RELEVANT PROCEDURAL BACKGROUND Plaintiffs, Grace Kealoha and Daniel Arias, Jr., initiated this case on May 31, 2019 with the filing of a pro se Complaint against Defendants, alleging, under 42
U.S.C. Section 1983, that their family home was taken without just compensation and due process in violation of the Fifth and Fourteenth Amendments of the U.S. Constitution. Dkt. No. 1. On July 24, 2020, Defendants moved for judgment on the pleadings pursuant
to Federal Rule of Civil Procedure 12(c) (“motion”). Dkt. No. 45. A hearing was scheduled on the motion for September 11, 2020, Dkt. No. 46, which, pursuant to Local Rule 7.2, meant that a response was due by August 21, 2020. Plaintiffs,
however, did not respond. As a result, the Court vacated the scheduled hearing (Dkt. No. 48) and, after reviewing the motion and an exhibit submitted in connection therewith, converted the motion to a motion for summary judgment (“converted motion”), Dkt. No. 52.
In the meantime, after the time for opposing the motion had concluded, Plaintiffs sent numerous communications to the Court. Dkt. Nos. 49-51, 53, 55-56. Among other things, Plaintiffs informed that they were having difficulty finding an
attorney to represent them and difficulty in obtaining documents from DHHL. Dkt.
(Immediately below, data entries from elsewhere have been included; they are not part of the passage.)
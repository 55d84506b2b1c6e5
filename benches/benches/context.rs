// Copyright 2025 the Understory Authors
// SPDX-License-Identifier: Apache-2.0 OR MIT

//! Benchmarks for `understory_context`: discovery and cascades.

use criterion::{BatchSize, BenchmarkId, Criterion, black_box, criterion_group, criterion_main};
use understory_context::{ContextTree, Property, PropertyRegistry, PropertySpecBuilder};

/// A host tree stored as parent links; node 0 is the root.
struct Host {
    parents: Vec<Option<u32>>,
}

impl Host {
    /// Every node below `(i - 1) / fanout`.
    fn balanced(len: u32, fanout: u32) -> Self {
        let parents = (0..len)
            .map(|i| if i == 0 { None } else { Some((i - 1) / fanout) })
            .collect();
        Self { parents }
    }

    fn parent(&self, node: u32) -> Option<u32> {
        self.parents[node as usize]
    }

    fn len(&self) -> u32 {
        self.parents.len() as u32
    }
}

struct Fixture {
    tree: ContextTree<u32>,
    scale: Property<u32>,
    label: Property<String>,
}

fn fixture(host: &Host) -> Fixture {
    let mut tree = ContextTree::with_capacity(PropertyRegistry::new(), host.len() as usize);
    let scale = tree.define(
        "Scale",
        PropertySpecBuilder::new()
            .recursive(true)
            .default_value(1_u32)
            .build(),
    );
    let label = tree.define(
        "Label",
        PropertySpecBuilder::<u32, String>::new()
            .dep(scale)
            .compute(move |cx| format!("{}x{}", cx.node(), cx.dep(scale)))
            .build(),
    );
    tree.get(0).set_is_root(true);
    for node in 1..host.len() {
        tree.get(node).discover();
    }
    Fixture { tree, scale, label }
}

fn tracked(host: &Host) -> Fixture {
    let mut fixture = fixture(host);
    let lookup = |node: u32| host.parent(node);
    for node in 0..host.len() {
        fixture.tree.get(node).values().subscribe(fixture.label, |label| {
            black_box(label);
        });
    }
    fixture.tree.drain(&lookup).expect("no fallible properties");
    fixture
}

fn bench_discovery(c: &mut Criterion) {
    let mut group = c.benchmark_group("context_discovery");
    for &len in &[1_000_u32, 10_000] {
        let host = Host::balanced(len, 8);
        group.bench_with_input(BenchmarkId::new("balanced8", len), &host, |b, host| {
            let lookup = |node: u32| host.parent(node);
            b.iter_batched(
                || fixture(host),
                |mut fixture| {
                    let report = fixture.tree.drain(&lookup).expect("no compute");
                    black_box(report);
                },
                BatchSize::LargeInput,
            );
        });
    }
    group.finish();
}

fn bench_cascade(c: &mut Criterion) {
    let mut group = c.benchmark_group("context_cascade");
    for &(name, fanout) in &[("wide", 64_u32), ("deep", 1)] {
        let host = Host::balanced(2_000, fanout);
        let lookup = |node: u32| host.parent(node);
        let mut fixture = tracked(&host);
        let mut next = 2_u32;
        group.bench_function(BenchmarkId::new("root_write", name), |b| {
            b.iter(|| {
                next += 1;
                fixture.tree.get(0).values().set(fixture.scale, "bench", next);
                let report = fixture.tree.drain(&lookup).expect("no compute");
                black_box(report);
            });
        });
        group.bench_function(BenchmarkId::new("idle_drain", name), |b| {
            b.iter(|| black_box(fixture.tree.drain(&lookup).expect("no compute")));
        });
    }
    group.finish();
}

criterion_group!(benches, bench_discovery, bench_cascade);
criterion_main!(benches);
No. 49 at 2-3; Dkt. No. 55 at 1-2. Plaintiffs also stated that “recent evidence” showed the lease at issue here was transferred to Plaintiffs’ minor sons. Dkt. No. 49
at 2; Dkt. No. 55 at 1. After converting the motion, the Court also extended the time for Plaintiffs to respond thereto until September 25, 2020. Dkt. No. 52. Following a further
extension of time after Plaintiffs obtained counsel to represent them in this case, Dkt. No. 60, Plaintiffs filed an opposition to the converted motion on October 9, 2020, Dkt. No. 61. Finally, on October 23, 2020, Defendants filed a reply in support of the converted motion. Dkt. No. 66.
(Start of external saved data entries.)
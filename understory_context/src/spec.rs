// Copyright 2025 the Understory Authors
// SPDX-License-Identifier: Apache-2.0 OR MIT

//! Property declarations.
//!
//! This module provides [`PropertySpec`] for the immutable declaration of one
//! property, [`PropertySpecBuilder`] for ergonomic construction, and [`Compute`],
//! the argument handed to compute functions.

use alloc::boxed::Box;
use smallvec::SmallVec;

use crate::error::BoxError;
use crate::id::{Property, PropertyId};
use crate::value::ErasedValue;

type ComputeFn<N, T> = Box<dyn Fn(&Compute<'_, N, T>) -> Result<T, BoxError>>;

/// Declaration of a context property.
///
/// A property is either *plain* (no compute function: the most recent local input
/// wins, then the parent value for recursive properties, then the default) or
/// *computed* (a pure function of the local inputs, the parent value and the
/// dependency values).
///
/// # Example
///
/// ```rust
/// use understory_context::PropertySpecBuilder;
///
/// let spec = PropertySpecBuilder::<u32, String>::new()
///     .recursive(true)
///     .default_value(String::new())
///     .compute(|cx| {
///         let mut out = cx.parent().cloned().unwrap_or_default();
///         for input in cx.inputs() {
///             out.push_str(input);
///         }
///         out
///     })
///     .build();
///
/// assert!(spec.recursive());
/// assert!(spec.has_compute());
/// assert_eq!(spec.default_value().map(String::as_str), Some(""));
/// ```
pub struct PropertySpec<N, T> {
    recursive: bool,
    deps: SmallVec<[PropertyId; 4]>,
    compute: Option<ComputeFn<N, T>>,
    default_value: Option<T>,
}

impl<N, T> PropertySpec<N, T> {
    /// Returns whether values are inherited from the parent context.
    #[must_use]
    #[inline]
    pub fn recursive(&self) -> bool {
        self.recursive
    }

    /// Returns the dependencies in declared order.
    #[must_use]
    #[inline]
    pub fn deps(&self) -> &[PropertyId] {
        &self.deps
    }

    /// Returns the default value, if any.
    #[must_use]
    #[inline]
    pub fn default_value(&self) -> Option<&T> {
        self.default_value.as_ref()
    }

    /// Returns whether a compute function is set.
    #[must_use]
    #[inline]
    pub fn has_compute(&self) -> bool {
        self.compute.is_some()
    }
}

impl<N: Copy, T: Clone + PartialEq + 'static> PropertySpec<N, T> {
    /// Resolves a value from erased inputs.
    ///
    /// `inputs` are in insertion order and `latest` indexes the most recently
    /// written one. Dependency readiness is checked by the caller.
    pub(crate) fn resolve<'a>(
        &'a self,
        node: N,
        inputs: impl Iterator<Item = &'a ErasedValue>,
        latest: Option<&'a ErasedValue>,
        parent: Option<&'a ErasedValue>,
        deps: &'a [(PropertyId, &'a ErasedValue)],
    ) -> Result<Option<T>, BoxError> {
        let parent = if self.recursive {
            parent.and_then(ErasedValue::downcast_ref::<T>)
        } else {
            None
        };
        let Some(compute) = &self.compute else {
            if let Some(latest) = latest.and_then(ErasedValue::downcast_ref::<T>) {
                return Ok(Some(latest.clone()));
            }
            return Ok(parent.or(self.default_value.as_ref()).cloned());
        };

        let inputs: SmallVec<[&'a T; 4]> = inputs.filter_map(ErasedValue::downcast_ref).collect();
        let parent = if self.recursive {
            // Nothing local to combine: inherit as-is.
            if inputs.is_empty()
                && let Some(parent) = parent
            {
                return Ok(Some(parent.clone()));
            }
            match parent.or(self.default_value.as_ref()) {
                Some(parent) => Some(parent),
                None => return Ok(None),
            }
        } else {
            None
        };
        let cx = Compute {
            node,
            inputs,
            parent,
            deps,
        };
        compute(&cx).map(Some)
    }
}

impl<N, T: core::fmt::Debug> core::fmt::Debug for PropertySpec<N, T> {
    fn fmt(&self, f: &mut core::fmt::Formatter<'_>) -> core::fmt::Result {
        f.debug_struct("PropertySpec")
            .field("recursive", &self.recursive)
            .field("deps", &self.deps)
            .field("has_compute", &self.compute.is_some())
            .field("default_value", &self.default_value)
            .finish()
    }
}

/// Builder for [`PropertySpec`].
///
/// All options default to "off": not recursive, no dependencies, no compute
/// function, no default value.
///
/// # Example
///
/// ```rust
/// use understory_context::{PropertyRegistry, PropertySpecBuilder};
///
/// let mut registry = PropertyRegistry::<u32>::new();
/// let scale = registry.define(
///     "Scale",
///     PropertySpecBuilder::new().recursive(true).default_value(1.0_f64).build(),
/// );
/// let label = registry.define(
///     "Label",
///     PropertySpecBuilder::new()
///         .dep(scale)
///         .compute(move |cx| format!("x{}", cx.dep(scale)))
///         .build(),
/// );
///
/// assert_eq!(registry.deps(label.id()), &[scale.id()]);
/// ```
pub struct PropertySpecBuilder<N, T> {
    recursive: bool,
    deps: SmallVec<[PropertyId; 4]>,
    compute: Option<ComputeFn<N, T>>,
    default_value: Option<T>,
}

impl<N, T> Default for PropertySpecBuilder<N, T> {
    fn default() -> Self {
        Self {
            recursive: false,
            deps: SmallVec::new(),
            compute: None,
            default_value: None,
        }
    }
}

impl<N, T: core::fmt::Debug> core::fmt::Debug for PropertySpecBuilder<N, T> {
    fn fmt(&self, f: &mut core::fmt::Formatter<'_>) -> core::fmt::Result {
        f.debug_struct("PropertySpecBuilder")
            .field("recursive", &self.recursive)
            .field("deps", &self.deps)
            .field("has_compute", &self.compute.is_some())
            .field("default_value", &self.default_value)
            .finish()
    }
}

impl<N, T> PropertySpecBuilder<N, T> {
    /// Creates a new builder with every option off.
    #[must_use]
    pub fn new() -> Self {
        Self::default()
    }

    /// Sets whether the value is inherited from the parent context.
    #[must_use]
    pub fn recursive(mut self, recursive: bool) -> Self {
        self.recursive = recursive;
        self
    }

    /// Appends a dependency.
    ///
    /// The dependency's resolved value on the same node must exist before this
    /// property resolves, and is available to the compute function through
    /// [`Compute::dep`]. Adding the same dependency twice has no effect.
    #[must_use]
    pub fn dep<U>(mut self, dep: Property<U>) -> Self {
        if !self.deps.contains(&dep.id()) {
            self.deps.push(dep.id());
        }
        self
    }

    /// Sets the default value.
    ///
    /// For recursive properties this stands in for a missing parent value. For
    /// plain properties it is the final fallback when there is no input.
    #[must_use]
    pub fn default_value(mut self, value: T) -> Self {
        self.default_value = Some(value);
        self
    }

    /// Sets an infallible compute function.
    ///
    /// A panic inside the function propagates out of
    /// [`ContextTree::drain`](crate::ContextTree::drain).
    #[must_use]
    pub fn compute<F>(mut self, compute: F) -> Self
    where
        F: Fn(&Compute<'_, N, T>) -> T + 'static,
    {
        self.compute = Some(Box::new(move |cx| Ok(compute(cx))));
        self
    }

    /// Sets a fallible compute function.
    ///
    /// An error aborts the drain with [`ContextError::Compute`](crate::ContextError::Compute).
    #[must_use]
    pub fn try_compute<F>(mut self, compute: F) -> Self
    where
        F: Fn(&Compute<'_, N, T>) -> Result<T, BoxError> + 'static,
    {
        self.compute = Some(Box::new(compute));
        self
    }

    /// Builds the [`PropertySpec`].
    #[must_use]
    pub fn build(self) -> PropertySpec<N, T> {
        PropertySpec {
            recursive: self.recursive,
            deps: self.deps,
            compute: self.compute,
            default_value: self.default_value,
        }
    }
}

/// Arguments of a compute function.
///
/// Compute functions must be pure: they only see the node, its local inputs in
/// insertion order, the parent value (recursive properties only) and the resolved
/// dependency values on the same node.
pub struct Compute<'a, N, T> {
    node: N,
    inputs: SmallVec<[&'a T; 4]>,
    parent: Option<&'a T>,
    deps: &'a [(PropertyId, &'a ErasedValue)],
}

impl<'a, N: Copy, T> Compute<'a, N, T> {
    /// Returns the host node being computed.
    #[must_use]
    #[inline]
    pub fn node(&self) -> N {
        self.node
    }

    /// Returns the local inputs in owner insertion order.
    #[must_use]
    #[inline]
    pub fn inputs(&self) -> &[&'a T] {
        &self.inputs
    }

    /// Returns the parent value.
    ///
    /// For recursive properties this is the resolved value of the nearest ancestor
    /// tracking the property, or the default value when no ancestor tracks it. Always `None` for non-recursive
    /// properties.
    #[must_use]
    #[inline]
    pub fn parent(&self) -> Option<&'a T> {
        self.parent
    }

    /// Returns the resolved value of a dependency, or `None` when `dep` was not
    /// declared as a dependency of this property.
    #[must_use]
    pub fn try_dep<U: 'static>(&self, dep: Property<U>) -> Option<&'a U> {
        self.deps
            .iter()
            .find(|(id, _)| *id == dep.id())
            .and_then(|(_, value)| value.downcast_ref())
    }

    /// Returns the resolved value of a declared dependency.
    ///
    /// # Panics
    ///
    /// Panics if `dep` was not declared with [`PropertySpecBuilder::dep`].
    #[must_use]
    pub fn dep<U: 'static>(&self, dep: Property<U>) -> &'a U {
        match self.try_dep(dep) {
            Some(value) => value,
            None => panic!("{:?} is not a declared dependency", dep.id()),
        }
    }
}

impl<N: core::fmt::Debug, T> core::fmt::Debug for Compute<'_, N, T> {
    fn fmt(&self, f: &mut core::fmt::Formatter<'_>) -> core::fmt::Result {
        f.debug_struct("Compute")
            .field("node", &self.node)
            .field("inputs", &self.inputs.len())
            .field("has_parent", &self.parent.is_some())
            .field("deps", &self.deps.len())
            .finish()
    }
}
This Order now follows. STANDARD OF REVIEW Pursuant to Federal Rule of Civil Procedure 56(a), a party is entitled to
summary judgment “if the movant shows that there is no genuine dispute as to any material fact and the movant is entitled to judgment as a matter of law.” In particular, the movant’s “initial responsibility” is to inform the district court of the basis for its motion and to identify those parts of the record “which it believes
demonstrate the absence of a genuine issue of material fact.” Celotex Corp. v. Catrett, 477 U.S. 317, 323 (1986). The moving party is then entitled to judgment as a matter of law if the non-moving party fails to make a sufficient showing on an
essential element of a claim in the case on which the non-moving party has the burden of proof. Id. In assessing a motion for summary judgment, all facts are construed in the light most favorable to the non-moving party. Genzler v.
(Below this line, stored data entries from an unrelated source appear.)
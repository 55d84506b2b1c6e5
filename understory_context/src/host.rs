// Copyright 2025 the Understory Authors
// SPDX-License-Identifier: Apache-2.0 OR MIT

//! Host tree access.
//!
//! The engine never owns the tree it mirrors. During discovery it asks the host
//! for parent links through [`HostTree`].

/// Read access to the externally owned tree.
///
/// Any `Fn(N) -> Option<N>` closure is a host tree without root markers.
///
/// # Example
///
/// ```rust
/// use understory_context::HostTree;
///
/// let parents = [None, Some(0_usize), Some(1)];
/// let host = |node: usize| parents[node];
///
/// assert_eq!(host.parent(2), Some(1));
/// assert!(!host.is_root(0));
/// ```
pub trait HostTree<N> {
    /// Returns the current parent of `node`, or `None` at the top of the tree.
    fn parent(&self, node: N) -> Option<N>;

    /// Returns `true` if `node` is a root of the host tree, such as a document.
    ///
    /// A context reached through discovery on such a node becomes a root context.
    fn is_root(&self, node: N) -> bool {
        let _ = node;
        false
    }
}

impl<N, F> HostTree<N> for F
where
    F: Fn(N) -> Option<N>,
{
    #[inline]
    fn parent(&self, node: N) -> Option<N> {
        self(node)
    }
}

/// Returns `true` if `ancestor` is a strict ancestor of `node` in the host tree.
pub(crate) fn contains<N, H>(host: &H, ancestor: N, node: N) -> bool
where
    N: Copy + Eq,
    H: HostTree<N> + ?Sized,
{
    let mut current = host.parent(node);
    while let Some(n) = current {
        if n == ancestor {
            return true;
        }
        current = host.parent(n);
    }
    false
}

/// Returns the number of host ancestors of `node`.
pub(crate) fn depth<N, H>(host: &H, node: N) -> usize
where
    N: Copy,
    H: HostTree<N> + ?Sized,
{
    let mut depth = 0;
    let mut current = host.parent(node);
    while let Some(n) = current {
        depth += 1;
        current = host.parent(n);
    }
    depth
}
// Copyright 2025 the Understory Authors
// SPDX-License-Identifier: Apache-2.0 OR MIT

//! Scanners over the discovered tree.
//!
//! These walk the links established by discovery, not the host tree.

use smallvec::SmallVec;

use crate::id::ContextId;
use crate::node::NodeContext;
use crate::tree::ContextTree;

/// Returns the first context matching `predicate`, walking up from `start`.
///
/// With `include_self` unset the walk starts at the parent of `start`.
///
/// # Example
///
/// ```rust
/// use understory_context::{ContextTree, scan};
///
/// let host = |node: u32| node.checked_sub(1);
/// let mut tree = ContextTree::<u32>::default();
/// tree.get(0).set_is_root(true);
/// tree.get(1).discover();
/// let leaf = tree.get(2).discover().id();
/// tree.drain(&host).unwrap();
///
/// let found = scan::find_parent(&tree, leaf, true, |cx| cx.is_root());
/// assert_eq!(found, tree.lookup(0));
/// assert_eq!(scan::find_parent(&tree, leaf, false, |cx| cx.node() == 2), None);
/// ```
pub fn find_parent<N, P>(
    tree: &ContextTree<N>,
    start: ContextId,
    include_self: bool,
    mut predicate: P,
) -> Option<ContextId>
where
    N: Copy + Eq + core::hash::Hash + 'static,
    P: FnMut(&NodeContext<N>) -> bool,
{
    let mut current = if include_self {
        Some(start)
    } else {
        tree.parent(start)
    };
    while let Some(id) = current {
        let context = tree.context(id);
        if predicate(context) {
            return Some(id);
        }
        current = context.parent();
    }
    None
}

/// Visits the subtree of `start` in pre-order, children in link order.
///
/// The children of a context are only visited when `visit` returns `true` for
/// it. With `include_self` unset `start` itself is not visited.
pub fn deep_scan<N, F>(tree: &ContextTree<N>, start: ContextId, include_self: bool, mut visit: F)
where
    N: Copy + Eq + core::hash::Hash + 'static,
    F: FnMut(&NodeContext<N>) -> bool,
{
    let mut stack: SmallVec<[ContextId; 16]> = SmallVec::new();
    if include_self {
        stack.push(start);
    } else {
        stack.extend(tree.children(start).iter().rev().copied());
    }
    while let Some(id) = stack.pop() {
        let context = tree.context(id);
        if visit(context) {
            stack.extend(context.children().iter().rev().copied());
        }
    }
}

#[cfg(test)]
mod tests {
    use super::*;
    use alloc::vec::Vec;

    // 0 -> 1 -> {2, 3}; 0 -> 4 -> 5
    const PARENTS: [Option<u32>; 6] = [None, Some(0), Some(1), Some(1), Some(0), Some(4)];

    fn discovered() -> ContextTree<u32> {
        let mut tree = ContextTree::default();
        tree.get(0).set_is_root(true);
        for node in [1, 2, 3, 5] {
            tree.get(node).discover();
        }
        tree.drain(&|node: u32| PARENTS[node as usize]).unwrap();
        tree
    }

    fn nodes(tree: &ContextTree<u32>, start: u32, include_self: bool, skip: &[u32]) -> Vec<u32> {
        let mut seen = Vec::new();
        let start = tree.lookup(start).unwrap();
        deep_scan(tree, start, include_self, |cx| {
            seen.push(cx.node());
            !skip.contains(&cx.node())
        });
        seen
    }

    #[test]
    fn deep_scan_orders() {
        let tree = discovered();
        assert_eq!(nodes(&tree, 0, true, &[]), [0, 1, 2, 3, 5]);
        assert_eq!(nodes(&tree, 0, false, &[]), [1, 2, 3, 5]);
        assert_eq!(nodes(&tree, 0, true, &[1]), [0, 1, 5]);
    }

    #[test]
    fn find_parent_walks_links() {
        let tree = discovered();
        let leaf = tree.lookup(2).unwrap();
        let mid = tree.lookup(1).unwrap();
        assert_eq!(find_parent(&tree, leaf, true, |_| true), Some(leaf));
        assert_eq!(find_parent(&tree, leaf, false, |_| true), Some(mid));
        assert_eq!(find_parent(&tree, leaf, false, |cx| cx.id() == leaf), None);
        assert_eq!(find_parent(&tree, leaf, true, |cx| cx.id() == mid), Some(mid));
    }
}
Longanbach, 410 F.3d 630, 636 (9th Cir. 2005). DISCUSSION1 In the converted motion, Defendants argue that Plaintiffs’ claims fail because
they hinge on an alleged lease transfer that took place after the lease had been terminated by DHHL. That is an accurate statement, given that, in the Complaint, Plaintiffs allege that the lease in question–held by Jacob Tanner, the brother of Plaintiff Grace Kealoha–was terminated before they delivered a transfer-of-lease
request to DHHL. Compl. at p.10, Dkt. No. 1.2 Therefore, as alleged in the Complaint, Plaintiffs’ claims are subject to dismissal. See Portman v. Cty. of Santa Clara, 995 F.2d 898, 904 (9th Cir. 1993) (stating that a due process claim under
Section 1983 requires, among other things, a property interest protected by the Constitution); Peterson v. U.S. Dep’t of Interior, 899 F.2d 799, 807 (9th Cir. 1990) (“The first step in both due process and taking analyses is to determine whether there is a property right that is protected by the Constitution.”); Bush v. Watson, 870 P.2d
1272, 1280 (Haw. 1994) (concluding that subleases and transfers of Hawaiian
1To the extent relevant, the facts established by the evidence in this case are detailed in this Discussion section, rather than separately set forth in a statement of facts. 2The Court notes that, in the Complaint, Plaintiffs appear to allege that the lease was cancelled in October 2016, Compl. at 10, whereas the evidence reflects that the lease was cancelled on May 17, 2017 by DHHL. See Dkt. No. 45-2. homelands leaseholds do “not constitute a property interest” under relevant Hawaiian law).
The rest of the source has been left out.